It’s been a really hard week for me

Have you ever felt like you were on top of the world only to have it come crashing down on you?

I know it’s not the most uplifting statement, is it?

But it’s something worth talking about.

Ten days ago, I was off to New York to join my peers for a mastermind event. I had just wrapped up my launch for my signature program the Leading a Kick Ass Facebook group and was excited to see my friends and brainstorm together.

We were halfway through the day when I got THE call…from home.

You know that moment where your heart stops because the phone rings in the middle of the night. That’s exactly how I felt….and then I heard the words

“____ died.”

I couldn’t hear who, so I asked again, “who died?” immediately thinking about my children.

I heard the words, “Zara died” and I burst into tears.

Zara was my soon-to-be fourteen-year-old doggie who was by my side through so much. I was a hot mess.

It’s been one week since I got the news and my puffy eyes have started to come back to normal. And I keep having those moments of expecting to see her on my pile of clothes in the morning and she’s not there.

I’ve given myself some time off to grieve and just allow myself to be.

In that time, I’ve looked inward to see what lessons are meant to be learned here.

Why did it happen when it did? 

Why did I get the news while I was away with my mastermind peers?

Why would I manifest this now?

Surely God decided it was her time to go, but I believe every obstacle, challenge or heartbreak is there to teach us a lesson.

I honestly didn’t know what to write you today.

I doubted whether I should share something that feels so raw and personal as I am still working through this myself.

But I wanted to give you a glimpse of how I process obstacles and heartbreak.

I came up with three lessons that I wanted to share with you.

  1. I struggle with vulnerability. I want people to always think I have it together because I fear if I don’t, that I won’t be liked. Yep, super raw and honest #truthbomb here.

In that moment I got the news just outside the room where my mastermind was being held and I burst into tears. After spending some time by myself I decided to go back up to my room to be by myself and as I was waiting for the elevator one of my peers came out and he gave me a big bear hug and I just sobbed.

Then other friends came over and in that moment, I felt so much love. I felt taken care of. I felt completely vulnerable.

It hit me.

When I was being interviewed to join this mastermind, my mentor asked me:
“Are you coachable? How will you show up if you’re accepted into this mastermind?”

Without a second thought, I told him,
“I used to be that stubborn girl who could figure it all out on her own and have all the answers, but I was going to show up 100% open and vulnerable and ask for help.”

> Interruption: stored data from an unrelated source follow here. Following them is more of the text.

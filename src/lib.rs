// Core synchronization engine: reconciliation, three-way merge, background
// transfers and the client-side encryption codec. Hosts embed this library,
// feed it file events, and render the events it emits.

pub mod adapter;
pub mod comm;
pub mod config;
pub mod dirty;
pub mod encrypted_adapter;
pub mod encryption;
pub mod hashing;
pub mod index;
pub mod merge;
pub mod migration;
pub mod path_filter;
pub mod reconcile;
pub mod secrets;
pub mod sync;
pub mod transfer_history;
pub mod transfer_queue;
pub mod vault;

pub use adapter::{Adapter, AdapterError, RemoteKind, RemoteRecord};
pub use config::SyncConfig;
pub use encrypted_adapter::ContentStore;
pub use encryption::EncryptionEngine;
pub use sync::{EngineEvents, SyncEvent, SyncOrchestrator, SyncRequest, SyncState};
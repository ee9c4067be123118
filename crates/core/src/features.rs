//! Embedding index over the frames of one video.

use crate::error::PipelineError;
use crate::frames::{self, FrameId, FrameList};
use crate::preprocess;
use providers::EmbeddingProvider;
use std::path::{Path, PathBuf};
use tracing::{debug, info};

#[derive(Debug, Clone, PartialEq)]
pub struct FrameRecord {
    pub id: FrameId,
    pub image_path: PathBuf,
    pub embedding: Vec<f32>,
}

#[derive(Debug, Clone)]
pub struct IndexOptions {
    pub batch_size: usize,
    /// Glob used when listing a directory without an explicit subset.
    pub pattern: String,
}

impl Default for IndexOptions {
    fn default() -> Self {
        Self {
            batch_size: 4,
            pattern: format!("{}*.{}", frames::FRAME_PREFIX, frames::IMAGE_EXT),
        }
    }
}

/// Ordered frame embeddings sharing one vector space.
#[derive(Debug, Clone, Default)]
pub struct FeatureIndex {
    records: Vec<FrameRecord>,
    dim: usize,
}

impl FeatureIndex {
    /// Wraps already-computed records. All embeddings must have the same length.
    pub fn from_records(records: Vec<FrameRecord>) -> Result<Self, PipelineError> {
        let mut index = Self::default();
        for record in records {
            index.push(record)?;
        }
        Ok(index)
    }

    /// Embeds the frames found in `frames_dir`.
    ///
    /// With a `subset`, frames are taken in exactly that order and resolved
    /// as `{frames_dir}/{stem}.jpg`. Otherwise the directory is listed and
    /// frames are taken in canonical (time) order. Any failure aborts the
    /// whole build.
    pub async fn build(
        frames_dir: &Path,
        subset: Option<&FrameList>,
        provider: &dyn EmbeddingProvider,
        opts: &IndexOptions,
    ) -> Result<Self, PipelineError> {
        let entries: Vec<(FrameId, PathBuf)> = match subset {
            Some(list) => list
                .iter()
                .map(|id| (id.clone(), frames_dir.join(id.image_file())))
                .collect(),
            None => frames::scan_frame_files(frames_dir, &opts.pattern)?,
        };
        if let Some((_, missing)) = entries.iter().find(|(_, p)| !p.is_file()) {
            return Err(PipelineError::MissingImage(missing.clone()));
        }

        info!(
            dir = %frames_dir.display(),
            frames = entries.len(),
            "building feature index"
        );
        let size = provider.input_size();
        let mut index = Self::default();
        for batch in entries.chunks(opts.batch_size.max(1)) {
            let paths: Vec<PathBuf> = batch.iter().map(|(_, p)| p.clone()).collect();
            let tensors = tokio::task::spawn_blocking(move || {
                paths
                    .iter()
                    .map(|p| preprocess::load_tensor(p, size))
                    .collect::<Result<Vec<_>, _>>()
            })
            .await
            .map_err(|e| PipelineError::EmbeddingExtraction {
                frame: batch[0].0.to_string(),
                reason: format!("decoder task failed: {e}"),
            })??;

            let resp = provider.embed(&tensors).await.map_err(|e| {
                PipelineError::EmbeddingExtraction {
                    frame: batch[0].0.to_string(),
                    reason: e.to_string(),
                }
            })?;
            if resp.vectors.len() != batch.len() {
                return Err(PipelineError::EmbeddingExtraction {
                    frame: batch[0].0.to_string(),
                    reason: format!(
                        "extractor returned {} vectors for {} images",
                        resp.vectors.len(),
                        batch.len()
                    ),
                });
            }
            for ((id, path), embedding) in batch.iter().zip(resp.vectors) {
                index.push(FrameRecord {
                    id: id.clone(),
                    image_path: path.clone(),
                    embedding,
                })?;
            }
            debug!(done = index.len(), total = entries.len(), "embedded batch");
        }
        info!(frames = index.len(), dim = index.dim, "feature index ready");
        Ok(index)
    }

    fn push(&mut self, record: FrameRecord) -> Result<(), PipelineError> {
        if record.embedding.is_empty() {
            return Err(PipelineError::EmbeddingExtraction {
                frame: record.id.to_string(),
                reason: "extractor returned an empty vector".into(),
            });
        }
        if record.embedding.iter().any(|v| !v.is_finite()) {
            return Err(PipelineError::EmbeddingExtraction {
                frame: record.id.to_string(),
                reason: "extractor returned a non-finite value".into(),
            });
        }
        if self.records.is_empty() {
            self.dim = record.embedding.len();
        } else if record.embedding.len() != self.dim {
            return Err(PipelineError::EmbeddingExtraction {
                frame: record.id.to_string(),
                reason: format!(
                    "vector has {} values, index dimension is {}",
                    record.embedding.len(),
                    self.dim
                ),
            });
        }
        self.records.push(record);
        Ok(())
    }

    pub fn len(&self) -> usize {
        self.records.len()
    }

    pub fn is_empty(&self) -> bool {
        self.records.is_empty()
    }

    /// Embedding length; 0 for an empty index.
    pub fn dim(&self) -> usize {
        self.dim
    }

    pub fn records(&self) -> &[FrameRecord] {
        &self.records
    }

    pub fn get(&self, pos: usize) -> Option<&FrameRecord> {
        self.records.get(pos)
    }

    pub fn ids(&self) -> impl Iterator<Item = &FrameId> {
        self.records.iter().map(|r| &r.id)
    }
}
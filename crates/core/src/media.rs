//! ffmpeg / segmentation subprocess adapters.

use crate::error::MediaError;
use crate::frames::{FrameId, FrameList, IMAGE_EXT};
use async_trait::async_trait;
use serde::Deserialize;
use std::collections::HashSet;
use std::ffi::OsString;
use std::fmt::Write as _;
use std::path::{Path, PathBuf};
use std::process::Stdio;
use tokio::process::Command;
use tracing::{debug, info, warn};

#[async_trait]
pub trait FrameExtractor: Send + Sync {
    /// Decodes every frame of `video` into `out_dir` as `frame_<t>s.jpg`.
    async fn extract(&self, video: &Path, out_dir: &Path) -> Result<FrameList, MediaError>;
}

#[async_trait]
pub trait SegmentationInferencer: Send + Sync {
    /// Runs instance segmentation over `images_dir` and returns the directory
    /// holding one label file per frame with detections.
    async fn infer(&self, images_dir: &Path, run_name: &str) -> Result<PathBuf, MediaError>;
}

pub fn require_tool(name: &str) -> Result<PathBuf, MediaError> {
    which::which(name).map_err(|_| MediaError::ToolNotFound(name.to_string()))
}

async fn run(program: &Path, args: &[OsString]) -> Result<(), MediaError> {
    debug!(program = %program.display(), ?args, "running");
    let output = Command::new(program)
        .args(args)
        .stdin(Stdio::null())
        .stdout(Stdio::null())
        .stderr(Stdio::piped())
        .kill_on_drop(true)
        .output()
        .await?;
    if !output.status.success() {
        return Err(MediaError::CommandFailed {
            program: program.display().to_string(),
            status: output.status.to_string(),
            stderr: String::from_utf8_lossy(&output.stderr).trim().to_string(),
        });
    }
    Ok(())
}

#[derive(Debug, Deserialize)]
struct ProbeOutput {
    #[serde(default)]
    streams: Vec<ProbeStream>,
}

#[derive(Debug, Deserialize)]
struct ProbeStream {
    codec_type: Option<String>,
    avg_frame_rate: Option<String>,
    r_frame_rate: Option<String>,
}

/// Parses ffprobe rates such as `30/1`, `30000/1001` or `25`.
pub fn parse_rate(rate: &str) -> Option<f64> {
    let fps = match rate.split_once('/') {
        Some((num, den)) => {
            let num: f64 = num.trim().parse().ok()?;
            let den: f64 = den.trim().parse().ok()?;
            if den == 0.0 {
                return None;
            }
            num / den
        }
        None => rate.trim().parse().ok()?,
    };
    (fps.is_finite() && fps > 0.0).then_some(fps)
}

/// Frame rate of the first video stream.
pub async fn probe_fps(video: &Path) -> Result<f64, MediaError> {
    let ffprobe = require_tool("ffprobe")?;
    let output = Command::new(ffprobe)
        .args(["-v", "quiet", "-print_format", "json", "-show_streams"])
        .arg(video)
        .stdin(Stdio::null())
        .stdout(Stdio::piped())
        .stderr(Stdio::piped())
        .kill_on_drop(true)
        .output()
        .await?;
    if !output.status.success() {
        return Err(MediaError::CommandFailed {
            program: "ffprobe".into(),
            status: output.status.to_string(),
            stderr: String::from_utf8_lossy(&output.stderr).trim().to_string(),
        });
    }
    let probe: ProbeOutput = serde_json::from_slice(&output.stdout)?;
    probe
        .streams
        .iter()
        .filter(|s| s.codec_type.as_deref() == Some("video"))
        .find_map(|s| {
            s.avg_frame_rate
                .as_deref()
                .and_then(parse_rate)
                .or_else(|| s.r_frame_rate.as_deref().and_then(parse_rate))
        })
        .ok_or_else(|| MediaError::UnknownFrameRate(video.to_path_buf()))
}

/// Renames numbered decoder output (`00000001.jpg`, ...) in `decoded` to
/// timestamped frames in `out_dir`. Frame `n` (1-based) is named after
/// `n / fps` seconds. Frames that land on an already used millisecond are
/// dropped.
pub fn name_decoded_frames(decoded: &Path, out_dir: &Path, fps: f64) -> Result<FrameList, MediaError> {
    let mut files: Vec<PathBuf> = std::fs::read_dir(decoded)?
        .filter_map(|e| e.ok().map(|e| e.path()))
        .filter(|p| p.extension().and_then(|e| e.to_str()) == Some(IMAGE_EXT))
        .collect();
    files.sort();

    let mut seen = HashSet::new();
    let mut ids = Vec::with_capacity(files.len());
    for (idx, file) in files.iter().enumerate() {
        let id = FrameId::from_seconds((idx + 1) as f64 / fps);
        if !seen.insert(id.key()) {
            warn!(frame = %id, source = %file.display(), "timestamp collision, dropping frame");
            continue;
        }
        std::fs::rename(file, out_dir.join(id.image_file()))?;
        ids.push(id);
    }
    Ok(FrameList::canonical(ids))
}

/// Decodes with ffmpeg, scaling every frame to a fixed size.
#[derive(Debug, Clone)]
pub struct FfmpegExtractor {
    width: u32,
    height: u32,
}

impl FfmpegExtractor {
    pub fn new(width: u32, height: u32) -> Self {
        Self { width, height }
    }
}

#[async_trait]
impl FrameExtractor for FfmpegExtractor {
    async fn extract(&self, video: &Path, out_dir: &Path) -> Result<FrameList, MediaError> {
        let ffmpeg = require_tool("ffmpeg")?;
        let fps = probe_fps(video).await?;
        info!(video = %video.display(), fps, "extracting frames");

        std::fs::create_dir_all(out_dir)?;
        let scratch = tempfile::Builder::new()
            .prefix(".decode")
            .tempdir_in(out_dir)?;
        let args: Vec<OsString> = vec![
            "-v".into(),
            "error".into(),
            "-i".into(),
            video.into(),
            "-vf".into(),
            format!("scale={}:{}", self.width, self.height).into(),
            "-q:v".into(),
            "2".into(),
            scratch.path().join(format!("%08d.{IMAGE_EXT}")).into(),
        ];
        run(&ffmpeg, &args).await?;

        let frames = name_decoded_frames(scratch.path(), out_dir, fps)?;
        info!(video = %video.display(), frames = frames.len(), "frames extracted");
        Ok(frames)
    }
}

/// Runs an external segmentation program.
///
/// Every argument has `{source}`, `{project}` and `{name}` replaced; the
/// program is expected to write labels to `{project}/{name}/labels`.
#[derive(Debug, Clone)]
pub struct CommandSegmenter {
    command: Vec<String>,
    project: PathBuf,
}

impl CommandSegmenter {
    pub fn new(command: Vec<String>, project: impl Into<PathBuf>) -> Self {
        Self {
            command,
            project: project.into(),
        }
    }

    pub fn expand(&self, images_dir: &Path, run_name: &str) -> Vec<String> {
        let source = images_dir.display().to_string();
        let project = self.project.display().to_string();
        self.command
            .iter()
            .map(|arg| {
                arg.replace("{source}", &source)
                    .replace("{project}", &project)
                    .replace("{name}", run_name)
            })
            .collect()
    }

    pub fn run_dir(&self, run_name: &str) -> PathBuf {
        self.project.join(run_name)
    }
}

#[async_trait]
impl SegmentationInferencer for CommandSegmenter {
    async fn infer(&self, images_dir: &Path, run_name: &str) -> Result<PathBuf, MediaError> {
        let expanded = self.expand(images_dir, run_name);
        let (program, args) = expanded.split_first().ok_or(MediaError::NoSegmenter)?;
        let program = require_tool(program)?;
        info!(images = %images_dir.display(), run = run_name, "running segmentation");
        let args: Vec<OsString> = args.iter().map(OsString::from).collect();
        run(&program, &args).await?;

        let labels = self.run_dir(run_name).join("labels");
        if !labels.is_dir() {
            warn!(dir = %labels.display(), "segmenter wrote no labels");
        }
        Ok(labels)
    }
}

/// Labels produced earlier, outside the pipeline.
#[derive(Debug, Clone)]
pub struct ExistingLabels(pub PathBuf);

#[async_trait]
impl SegmentationInferencer for ExistingLabels {
    async fn infer(&self, _images_dir: &Path, run_name: &str) -> Result<PathBuf, MediaError> {
        debug!(run = run_name, dir = %self.0.display(), "using existing labels");
        Ok(self.0.clone())
    }
}

/// ffmpeg concat-demuxer input showing each image for one frame period.
pub fn concat_list(images: &[PathBuf], fps: u32) -> String {
    let period = 1.0 / fps.max(1) as f64;
    let mut list = String::from("ffconcat version 1.0\n");
    for path in images {
        let escaped = path.display().to_string().replace('\'', r"'\''");
        let _ = writeln!(list, "file '{escaped}'");
        let _ = writeln!(list, "duration {period:.6}");
    }
    list
}

/// Encodes the images of `frames` (canonical order) found in `images_dir`
/// into an mp4 at `fps`.
pub async fn compose_video(
    images_dir: &Path,
    frames: &FrameList,
    fps: u32,
    out: &Path,
) -> Result<(), MediaError> {
    let ffmpeg = require_tool("ffmpeg")?;
    let images: Vec<PathBuf> = frames
        .iter()
        .map(|f| images_dir.join(f.image_file()))
        .filter(|p| p.is_file())
        .map(|p| std::path::absolute(&p).unwrap_or(p))
        .collect();
    if images.len() < frames.len() {
        warn!(
            missing = frames.len() - images.len(),
            dir = %images_dir.display(),
            "rendered frames missing from video"
        );
    }

    let dir = match out.parent() {
        Some(p) if !p.as_os_str().is_empty() => p,
        _ => Path::new("."),
    };
    std::fs::create_dir_all(dir)?;
    let list = tempfile::Builder::new().suffix(".txt").tempfile_in(dir)?;
    std::fs::write(list.path(), concat_list(&images, fps))?;

    let args: Vec<OsString> = vec![
        "-y".into(),
        "-v".into(),
        "error".into(),
        "-f".into(),
        "concat".into(),
        "-safe".into(),
        "0".into(),
        "-i".into(),
        list.path().into(),
        "-r".into(),
        fps.to_string().into(),
        "-pix_fmt".into(),
        "yuv420p".into(),
        out.into(),
    ];
    run(&ffmpeg, &args).await?;
    info!(out = %out.display(), frames = images.len(), fps, "video written");
    Ok(())
}

#[cfg(test)]
mod tests {
    use super::*;

    #[test]
    fn parses_frame_rates() {
        assert_eq!(parse_rate("30/1"), Some(30.0));
        assert_eq!(parse_rate("25"), Some(25.0));
        assert!((parse_rate("30000/1001").unwrap() - 29.97).abs() < 0.01);
        assert_eq!(parse_rate("0/0"), None);
        assert_eq!(parse_rate("n/a"), None);
    }

    #[test]
    fn decoded_frames_are_named_by_elapsed_time() {
        let temp = tempfile::tempdir().unwrap();
        let decoded = temp.path().join("decoded");
        let out = temp.path().join("out");
        std::fs::create_dir_all(&decoded).unwrap();
        std::fs::create_dir_all(&out).unwrap();
        for n in 1..=4 {
            std::fs::write(decoded.join(format!("{n:08}.jpg")), b"x").unwrap();
        }

        let frames = name_decoded_frames(&decoded, &out, 4.0).unwrap();
        let stems: Vec<&str> = frames.iter().map(|f| f.stem()).collect();
        assert_eq!(stems, ["frame_0.250s", "frame_0.500s", "frame_0.750s", "frame_1.000s"]);
        assert!(out.join("frame_0.250s.jpg").is_file());
        assert_eq!(std::fs::read_dir(&decoded).unwrap().count(), 0);
    }

    #[test]
    fn colliding_timestamps_keep_the_first_frame() {
        let temp = tempfile::tempdir().unwrap();
        for n in 1..=3 {
            std::fs::write(temp.path().join(format!("{n:08}.jpg")), b"x").unwrap();
        }
        let out = tempfile::tempdir().unwrap();
        let frames = name_decoded_frames(temp.path(), out.path(), 3000.0).unwrap();
        assert_eq!(frames.len(), 2);
    }

    #[test]
    fn segment_command_placeholders() {
        let seg = CommandSegmenter::new(
            vec![
                "yolo".into(),
                "predict".into(),
                "source={source}".into(),
                "project={project}".into(),
                "name={name}".into(),
            ],
            "runs/segment",
        );
        let args = seg.expand(Path::new("frames/video_01"), "video_01");
        assert_eq!(args[2], "source=frames/video_01");
        assert_eq!(args[3], "project=runs/segment");
        assert_eq!(args[4], "name=video_01");
        assert_eq!(seg.run_dir("video_01"), PathBuf::from("runs/segment/video_01"));
    }

    #[tokio::test]
    async fn empty_command_is_rejected() {
        let seg = CommandSegmenter::new(Vec::new(), "runs");
        let err = seg.infer(Path::new("frames"), "v").await.unwrap_err();
        assert!(matches!(err, MediaError::NoSegmenter));
    }

    #[test]
    fn concat_list_holds_one_period_per_image() {
        let list = concat_list(&[PathBuf::from("/a/frame_0.5s.jpg"), PathBuf::from("/a/it's.jpg")], 4);
        assert_eq!(
            list,
            "ffconcat version 1.0\nfile '/a/frame_0.5s.jpg'\nduration 0.250000\nfile '/a/it'\\''s.jpg'\nduration 0.250000\n"
        );
    }
}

And here I was full circle, being put to the test. Showing up more vulnerable than ever and receiving the biggest outpouring of love.

I don’t know it all. I’m still learning. I still need help.

The lesson: It’s ok to not have it all figured out. It’s ok if I fall apart, fail or am completely open and vulnerable. I am safe and the only judgment is with myself, not from others.

  1. It’s so easy to go into a spiral of what you could have done differently and beat yourself up over it. Enough of that. It’s what you can do now, today is a new day and a new beginning.

The second lesson was about self-forgiveness and letting go of the “I should of/could of…”

  1. The final lesson comes back to that first question I asked you…

Have you ever felt like you were on top of the world only to have it come crashing down on you?

I can’t tell you how many times in my life where I felt on top of the world or was so close to hitting a goal and then BOOM something happened and it felt like everything was falling apart.

It wasn’t until I read the book, The Big Leap by Gay Hendricks that I realized, whoa, this is an upper limit thing.

Gay explains in the book that we have this internal thermostat setting for how good things can get in our life with our business, money, relationships, health, etc. and how we stay in that comfort zone.

As soon as you go above that comfort zone, like a thermostat going above it’s set temperature, the air conditioner kicks in and brings it back to the set temperature. With life, you unknowingly can self-sabotage yourself to get back into your comfort zone.

I’ve been super aware of this upper limit in my life.

It used to show up whenever I was going to do a tele-class or webinar, I would lose my voice.

Or early on in my business when I had my best month ever, it was followed by a flood of No’s that resulted in a zero sales month.

Or just when my business was doing really well, and my relationship was at its best, an argument would come out of nowhere and I would be thrown off my game and would feel frustrated.

My lesson: I just come off the best launch yet for my Leading a Kick Ass Facebook Group program and BOOM this tragedy came up. I realized it is ok to give myself time and space to heal, but that doesn’t mean I have to slide back into my comfort zone. Instead, I’m choosing to set a new baseline thermostat setting, drawing a line in the sand of going onward and upward from here.

So, there you have it. In my heartbreak and healing what lessons I learned along the way.

I’ve still got a long way to go before I stop bursting into tears when I think of my dear Zara but I wanted to let you in and share what’s going on for me and why you haven’t heard much from me in the last week.